Nell’anno e mezzo della sua nunziatura, Odescalchi dovette far fronte a una situazione alquanto difficile, testimoniata da ciò che rimane del suo carteggio con il cardinale nipote Carlo Borromeo. Da un lato, il ristabilimento della presenza a Napoli del rappresentante della S. Sede (dalle funzioni per lo più incerte e mai del tutto accettate dalla Corona), dopo anni di conflitti fra Paolo IV e la casa d’Asburgo, era di per sé una sfida ardua. Dall’altro, la volontà del papa di ristabilire un qualche controllo sul Regno, in virtù della sua alta signoria feudale, a cominciare da quello sulle materie beneficiarie e sui redditi ecclesiastici, finì da subito per mettere in urto il nunzio con il variegato tessuto delle istituzioni ecclesiastiche e con le autorità laiche. Lo scenario che Odescalchi delineò in un memoriale a Roma era fatto di numerosi e continui abusi e scandali addebitabili a chierici, preti e vescovi, spesso in collaborazione con i laici.
In questi anni le disposizioni e le richieste che giungevano da Roma concernevano tanto gli interessi economici del papato, specialmente in materia di spogli, e quelli della nobiltà napoletana, quanto gli aspetti di 'riforma' delle istituzioni ecclesiastiche.
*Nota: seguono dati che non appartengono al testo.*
use std::sync::Arc;
use std::sync::atomic::{AtomicBool, Ordering};

/// Re-entrancy guard with drop semantics: a second caller while the latch is
/// held is turned away rather than queued.
#[derive(Debug, Clone, Default)]
pub struct Latch {
    held: Arc<AtomicBool>,
}

impl Latch {
    pub fn new() -> Self {
        Self::default()
    }

    pub fn try_acquire(&self) -> Option<LatchGuard> {
        self.held
            .compare_exchange(false, true, Ordering::AcqRel, Ordering::Acquire)
            .ok()
            .map(|_| LatchGuard {
                held: self.held.clone(),
            })
    }

    pub fn is_held(&self) -> bool {
        self.held.load(Ordering::Acquire)
    }
}

/// Releases the latch on drop.
#[derive(Debug)]
pub struct LatchGuard {
    held: Arc<AtomicBool>,
}

impl Drop for LatchGuard {
    fn drop(&mut self) {
        self.held.store(false, Ordering::Release);
    }
}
Per esempio, con un breve Pio IV riferì la supplica di Anna de Toledo, contessa di Altamira, che aveva chiesto di entrare nel convento napoletano di S. Chiara insieme con tre altre donne al suo servizio. Il papa acconsentì e incaricò il nunzio di esortare la badessa e le altre religiose ad accogliere la contessa e le sue servitrici. Qualora poi avesse deciso di cambiare monastero, egli avrebbe dovuto provvedere allo stesso modo. Altri interventi decisi dal papa riguardarono la divisione della parrocchia di S. Giovanni Maggiore di Napoli, a causa del gran numero di fedeli, da riassegnare ad altre parrocchie in accordo con il vicario generale della diocesi, e la riforma del monastero benedettino femminile di S. Marcellino. In altri casi egli intervenne, come nel classico esempio di una controversia fra la comunità e il capitolo della Chiesa di Atri, da un lato, e la comunità e Chiesa di Penne, dall’altro, per nominare un ecclesiastico, dottore in teologia e di vita esemplare, che esaminasse i rispettivi privilegi e immunità.
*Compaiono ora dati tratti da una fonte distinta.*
use std::fmt;
use std::sync::Arc;

use crate::config::NetworkEnv;
use crate::error::{ChatError, ChatResult, NetworkError, NetworkErrorCode};
use crate::installation::{InstallationCredential, InstallationKeyStore};
use crate::latch::Latch;
use crate::network::{MessagingNetwork, NetworkSession, SessionRequest};
use crate::wallet::{BoundWallet, SignerError};

#[derive(Debug, Clone, Copy, PartialEq, Eq)]
pub enum SessionPhase {
    Init,
    Active,
    Disposed,
}

/// Wallet address plus the messaging identity bound to it on this device.
#[derive(Debug, Clone, PartialEq, Eq)]
pub struct Identity {
    /// Lowercase wallet address.
    pub address: String,
    pub inbox_id: String,
    pub installation_id: String,
}

/// The single live handle to the messaging network.
pub struct Session {
    identity: Identity,
    inner: Arc<dyn NetworkSession>,
    phase: SessionPhase,
}

impl fmt::Debug for Session {
    fn fmt(&self, f: &mut fmt::Formatter<'_>) -> fmt::Result {
        f.debug_struct("Session")
            .field("identity", &self.identity)
            .field("phase", &self.phase)
            .finish()
    }
}

impl Session {
    fn new(address: &str, inner: Arc<dyn NetworkSession>) -> Self {
        Self {
            identity: Identity {
                address: address.to_lowercase(),
                inbox_id: inner.inbox_id(),
                installation_id: inner.installation_id(),
            },
            inner,
            phase: SessionPhase::Init,
        }
    }

    fn activate(&mut self) {
        if self.phase == SessionPhase::Init {
            self.phase = SessionPhase::Active;
        }
    }

    pub fn identity(&self) -> &Identity {
        &self.identity
    }

    pub fn phase(&self) -> SessionPhase {
        self.phase
    }

    pub fn is_active(&self) -> bool {
        self.phase == SessionPhase::Active
    }

    pub fn handle(&self) -> Arc<dyn NetworkSession> {
        self.inner.clone()
    }

    pub async fn dispose(&mut self) {
        if self.phase == SessionPhase::Disposed {
            return;
        }
        self.inner.close().await;
        self.phase = SessionPhase::Disposed;
        tracing::info!(address = %self.identity.address, "session disposed");
    }
}

fn map_signer_error(err: SignerError) -> ChatError {
    match err {
        SignerError::Rejected => ChatError::SignatureRejected,
        other => ChatError::Signer(other),
    }
}

/// Translate a session-creation failure into the engine's taxonomy.
pub fn map_creation_error(err: NetworkError, had_stored_credential: bool) -> ChatError {
    match err.code {
        NetworkErrorCode::InstallationQuota => ChatError::InstallationQuotaExceeded {
            has_stored_credential: had_stored_credential,
        },
        NetworkErrorCode::SignatureRejected => ChatError::SignatureRejected,
        NetworkErrorCode::InvalidInstallationKey => ChatError::CorruptedInstallationCredential {
            reason: err.message,
        },
        NetworkErrorCode::StorageUnavailable => ChatError::StorageUnavailable {
            reason: err.message,
        },
        _ => ChatError::Network(err),
    }
}

/// Creates or resumes the messaging identity for a bound wallet.
pub struct SessionEstablisher {
    network: Arc<dyn MessagingNetwork>,
    keys: InstallationKeyStore,
    env: NetworkEnv,
    latch: Latch,
}

impl SessionEstablisher {
    pub fn new(network: Arc<dyn MessagingNetwork>, keys: InstallationKeyStore, env: NetworkEnv) -> Self {
        Self {
            network,
            keys,
            env,
            latch: Latch::new(),
        }
    }

    pub fn is_establishing(&self) -> bool {
        self.latch.is_held()
    }

    /// Establish a session. Returns `Ok(None)` when another attempt is
    /// already in flight.
    pub async fn establish(&self, wallet: &BoundWallet) -> ChatResult<Option<Session>> {
        let Some(_guard) = self.latch.try_acquire() else {
            tracing::debug!(address = %wallet.address, "session establishment already in flight");
            return Ok(None);
        };

        self.ensure_chain(wallet).await?;
        self.check_storage()?;

        let stored = self.keys.load_validated(&wallet.address)?;
        let resumed = stored.is_some();
        let credential = stored.unwrap_or_else(InstallationCredential::generate);
        tracing::info!(address = %wallet.address, resumed, env = %self.env, "creating session");

        let (inner, credential, persist) =
            match self.create(wallet, credential.clone(), resumed).await {
                Ok(inner) => (inner, credential, !resumed),
                Err(e) if resumed && e.code == NetworkErrorCode::InvalidInstallationKey => {
                    tracing::warn!(
                        address = %wallet.address,
                        err = %e,
                        "stored installation credential rejected, retrying with a fresh one"
                    );
                    self.keys.clear(&wallet.address)?;
                    let fresh = InstallationCredential::generate();
                    let inner = self
                        .create(wallet, fresh.clone(), false)
                        .await
                        .map_err(|e| map_creation_error(e, false))?;
                    (inner, fresh, true)
                }
                Err(e) => {
                    tracing::warn!(address = %wallet.address, err = %e, "session creation failed");
                    return Err(map_creation_error(e, resumed));
                }
            };

        if persist {
            self.keys.save(&wallet.address, &credential)?;
        }

        let mut session = Session::new(&wallet.address, inner);
        session.activate();
        tracing::info!(
            address = %session.identity().address,
            inbox_id = %session.identity().inbox_id,
            installation_id = %session.identity().installation_id,
            "session established"
        );
        Ok(Some(session))
    }

    async fn create(
        &self,
        wallet: &BoundWallet,
        credential: InstallationCredential,
        resumed: bool,
    ) -> Result<Arc<dyn NetworkSession>, NetworkError> {
        self.network
            .create_session(SessionRequest {
                identifier: wallet.address.clone(),
                env: self.env,
                installation_key: credential,
                resumed,
                signer: wallet.identity_signer(),
            })
            .await
    }

    async fn ensure_chain(&self, wallet: &BoundWallet) -> ChatResult<()> {
        let Some(required) = wallet.signer.required_chain_id() else {
            return Ok(());
        };
        let current = wallet.signer.chain_id().await.map_err(map_signer_error)?;
        if current != required {
            tracing::info!(current, required, "switching wallet chain");
            wallet
                .signer
                .switch_chain(required)
                .await
                .map_err(map_signer_error)?;
        }
        Ok(())
    }

    fn check_storage(&self) -> ChatResult<()> {
        if !self.network.persistent_storage_available() {
            return Err(ChatError::StorageUnavailable {
                reason: "messaging client has no persistent storage in this environment".into(),
            });
        }
        if !self.keys.probe() {
            return Err(ChatError::StorageUnavailable {
                reason: "installation key store is not writable".into(),
            });
        }
        Ok(())
    }

    /// Revoke all installations without a session, for when the quota
    /// blocks creating one.
    pub async fn revoke_without_session(&self, wallet: &BoundWallet) -> ChatResult<usize> {
        let revoked = self
            .network
            .revoke_all_installations(&wallet.address, &wallet.identity_signer())
            .await
            .map_err(|e| map_creation_error(e, false))?;
        tracing::info!(address = %wallet.address, revoked, "revoked installations");
        Ok(revoked)
    }
}

#[cfg(test)]
mod tests {
    use super::*;

    #[test]
    fn quota_error_records_stored_credential() {
        let err = NetworkError::new(NetworkErrorCode::InstallationQuota, "10/10");
        assert!(matches!(
            map_creation_error(err.clone(), true),
            ChatError::InstallationQuotaExceeded {
                has_stored_credential: true
            }
        ));
        assert!(matches!(
            map_creation_error(err, false),
            ChatError::InstallationQuotaExceeded {
                has_stored_credential: false
            }
        ));
    }

    #[test]
    fn other_codes_map_to_taxonomy() {
        let rejected = NetworkError::new(NetworkErrorCode::SignatureRejected, "denied");
        assert!(matches!(
            map_creation_error(rejected, false),
            ChatError::SignatureRejected
        ));
        let storage = NetworkError::new(NetworkErrorCode::StorageUnavailable, "no opfs");
        assert!(matches!(
            map_creation_error(storage, false),
            ChatError::StorageUnavailable { .. }
        ));
        let other = NetworkError::new(NetworkErrorCode::Unavailable, "down");
        assert!(matches!(map_creation_error(other, true), ChatError::Network(_)));
    }

    #[test]
    fn signer_rejection_maps_to_signature_rejected() {
        assert!(matches!(
            map_signer_error(SignerError::Rejected),
            ChatError::SignatureRejected
        ));
        assert!(matches!(
            map_signer_error(SignerError::Other("x".into())),
            ChatError::Signer(_)
        ));
    }
}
Nel settembre 1561 Odescalchi fu richiamato a Roma e sostituito da Niccolò Fieschi quale nunzio a Napoli. Nei mesi successivi fu incaricato dal papa di visitare lo Stato della Chiesa, insieme con Gabrio Serbelloni, nipote di Pio IV e comandante militare. Lo scopo della missione dei due fiduciari era di assumere informazioni circa la situazione amministrativa (compito precipuo di Odescalchi) e militare.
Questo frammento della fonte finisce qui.